Establish the number of lines below that contain the string "anyhow". State that number alone.

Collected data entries
==*==

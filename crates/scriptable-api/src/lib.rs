//! Component API for scriptable containers
//!
//! Component authors implement [`Behavior`] and register the members they want
//! reachable by name. Hosts only ever see the erased [`Component`] trait and
//! talk to it through [`Value`]s.

pub mod args;
pub mod component;
pub mod error;
pub mod members;
pub mod value;

pub use args::{BindError, FromArgs};
pub use component::{Behavior, Component, Reflected};
pub use error::{Result, ScriptError};
pub use members::{Access, MemberInfo, MemberKind, MemberTable, MemberTableBuilder};
pub use value::{FromValue, Value, ValueKind};

/// Bind a parameter list to a typed tuple inside `start`/`run`.
///
/// ```ignore
/// let (seed,) = scriptable_api::bind::<(i64,)>("start", parameters)?;
/// ```
pub fn bind<A: FromArgs>(target: &str, parameters: &[Value]) -> Result<A> {
    A::from_args(parameters).map_err(|e| ScriptError::argument_mismatch(target, e.to_string()))
}
use scriptable_api::{bind, Behavior, MemberTableBuilder, Value};

/// Adds `step` to `count` on every run
pub struct CounterComponent {
    count: i64,
    step: i64,
}

impl Default for CounterComponent {
    fn default() -> Self {
        Self { count: 0, step: 1 }
    }
}

impl Behavior for CounterComponent {
    const ID: &'static str = "counter";

    fn describe(members: &mut MemberTableBuilder<Self>) {
        members
            .field("count", |c: &Self| &c.count, |c: &mut Self| &mut c.count)
            .field("step", |c: &Self| &c.step, |c: &mut Self| &mut c.step)
            .method("add", |c: &mut Self, (n,): (i64,)| {
                c.count += n;
                Ok(c.count)
            })
            .method("reset", |c: &mut Self, ()| {
                c.count = 0;
                Ok(())
            });
    }

    /// Optional parameter: the step size
    fn start(&mut self, parameters: &[Value]) -> anyhow::Result<()> {
        if !parameters.is_empty() {
            let (step,) = bind::<(i64,)>("start", parameters)?;
            self.step = step;
        }
        Ok(())
    }

    /// Optional parameter: how many steps to take this run
    fn run(&mut self, parameters: &[Value]) -> anyhow::Result<()> {
        let times = if parameters.is_empty() {
            1
        } else {
            bind::<(i64,)>("run", parameters)?.0
        };
        self.count += self.step * times;
        Ok(())
    }
}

==*==

SOLUTION TO THIS PROBLEM: 2